The Titans were on bye last week. Did you notice? Titans 26, Texans 12.

Miami Dolphins at New York Jets, Sunday, 1 p.m.

The Dolphins and Jets should trade Tua Tagovailoa for Zach Wilson straight up. Brian Flores could get a fresh start with Wilson to see if his developmental regimen of low-key negging, public shaming, and dueling-banjo coordinators works better the second time around. Tua would see his backup splashed across the back pages of tabloids for two weeks and think, “eh, this is nuttin.”

Joe Flacco gets the start for the Jets, though the Dolphins might trade for him at halftime so they can spread the quarterback humiliation around a little more evenly. Don’t bet upon or watch this game unless you are a diehard fan of either team or some sort of sicko. Dolphins 19, Jets 13.

New York Giants at Tampa Bay Buccaneers, Monday, 8:15 p.m.

The Buccaneers currently have the worst penalty yardage differential in the NFL at -285 yards. They had the best regular-season penalty yardage differential in the NFL at +300 yards in 2020, and that advantage blossomed to +376 by the Super Bowl.

The Buccaneers are losing the defensive pass interference battle 217 yards to 78 after winning it a stunning 487 to 128 last year. Also of note: the Buccaneers defense has been called for neutral zone infractions or jumping offsides 11 times. Their home-road splits do not appear to be remarkable.

It’s tricky to extrapolate from penalty data. The neutral zone infractions are the residue of having an aggressive front four that tries to jump snap counts.
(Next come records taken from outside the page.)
// Configuration loading and parsing (config/drafter.toml).

use serde::Deserialize;
use std::path::{Path, PathBuf};
use thiserror::Error;

// ---------------------------------------------------------------------------
// Error types
// ---------------------------------------------------------------------------

#[derive(Debug, Error)]
pub enum ConfigError {
    #[error("failed to read config file {path}: {source}")]
    ReadError {
        path: PathBuf,
        source: std::io::Error,
    },

    #[error("failed to parse config file {path}: {source}")]
    ParseError {
        path: PathBuf,
        source: toml::de::Error,
    },

    #[error("validation error for field `{field}`: {message}")]
    ValidationError { field: String, message: String },
}

// ---------------------------------------------------------------------------
// Config structs
// ---------------------------------------------------------------------------

/// Application configuration, assembled from `config/drafter.toml` or from
/// built-in defaults when the file is absent.
#[derive(Debug, Clone, Deserialize)]
#[serde(default)]
pub struct Config {
    pub server: ServerConfig,
    pub draft: DraftConfig,
    pub log: LogConfig,
}

/// The draft authority / roster source endpoint.
#[derive(Debug, Clone, Deserialize)]
#[serde(default)]
pub struct ServerConfig {
    /// Base URL of the backend's REST surface.
    pub base_url: String,
}

/// Team composition constants for the panel slots. These are display
/// configuration only; the authority owns the actual draft sequencing.
#[derive(Debug, Clone, Deserialize)]
#[serde(default)]
pub struct DraftConfig {
    pub pick_slots: usize,
    pub ban_slots: usize,
}

#[derive(Debug, Clone, Deserialize)]
#[serde(default)]
pub struct LogConfig {
    /// Directory for the log file; the terminal itself belongs to the TUI.
    pub dir: String,
}

impl Default for ServerConfig {
    fn default() -> Self {
        ServerConfig {
            base_url: "http://localhost:8080/api".to_string(),
        }
    }
}

impl Default for DraftConfig {
    fn default() -> Self {
        DraftConfig {
            pick_slots: 5,
            ban_slots: 2,
        }
    }
}

impl Default for LogConfig {
    fn default() -> Self {
        LogConfig {
            dir: "logs".to_string(),
        }
    }
}

impl Default for Config {
    fn default() -> Self {
        Config {
            server: ServerConfig::default(),
            draft: DraftConfig::default(),
            log: LogConfig::default(),
        }
    }
}

// ---------------------------------------------------------------------------
// Loading logic
// ---------------------------------------------------------------------------

/// Load configuration from `config/drafter.toml` relative to `base_dir`.
///
/// A missing file is not an error: the defaults target a local backend.
/// A present-but-malformed file is an error, so typos don't silently fall
/// back to defaults.
pub(crate) fn load_config_from(base_dir: &Path) -> Result<Config, ConfigError> {
    let path = base_dir.join("config").join("drafter.toml");

    let config = if path.exists() {
        let text = std::fs::read_to_string(&path).map_err(|source| ConfigError::ReadError {
            path: path.clone(),
            source,
        })?;
        toml::from_str(&text).map_err(|source| ConfigError::ParseError {
            path: path.clone(),
            source,
        })?
    } else {
        Config::default()
    };

    validate(&config)?;
    Ok(config)
}

/// Load configuration from the current working directory.
pub fn load_config() -> Result<Config, ConfigError> {
    let cwd = std::env::current_dir().map_err(|source| ConfigError::ReadError {
        path: PathBuf::from("."),
        source,
    })?;
    load_config_from(&cwd)
}

fn validate(config: &Config) -> Result<(), ConfigError> {
    if !config.server.base_url.starts_with("http://")
        && !config.server.base_url.starts_with("https://")
    {
        return Err(ConfigError::ValidationError {
            field: "server.base_url".to_string(),
            message: format!("expected an http(s) URL, got `{}`", config.server.base_url),
        });
    }
    if config.draft.pick_slots == 0 {
        return Err(ConfigError::ValidationError {
            field: "draft.pick_slots".to_string(),
            message: "must be at least 1".to_string(),
        });
    }
    if config.draft.ban_slots == 0 {
        return Err(ConfigError::ValidationError {
            field: "draft.ban_slots".to_string(),
            message: "must be at least 1".to_string(),
        });
    }
    Ok(())
}

// ---------------------------------------------------------------------------
// Tests
// ---------------------------------------------------------------------------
Referees may have gotten a wee bit carried away when giving Tom Brady the benefit of the doubt on poorly thrown passes last year and have reeled things in a smidge. Buccaneers defensive backs can get a little grabby when forced to cover for more than a second or two. But overall, there’s a high likelihood that penalty “luck” is just evening out.

Whether or not it will continue to even out (we all know probability has a mind of its own) is a question for future weeks. The Giants would need about a 100-yard penalty advantage to hand the Buccaneers their third straight upset. And even if they got one, the Giants would likely squander it on 24-yard field goals or something. Buccaneers 34, Giants 22.

And Finally…

Walkthrough apologizes to all readers over 40 for getting this song stuck in your head with that “Sen Sen” reference.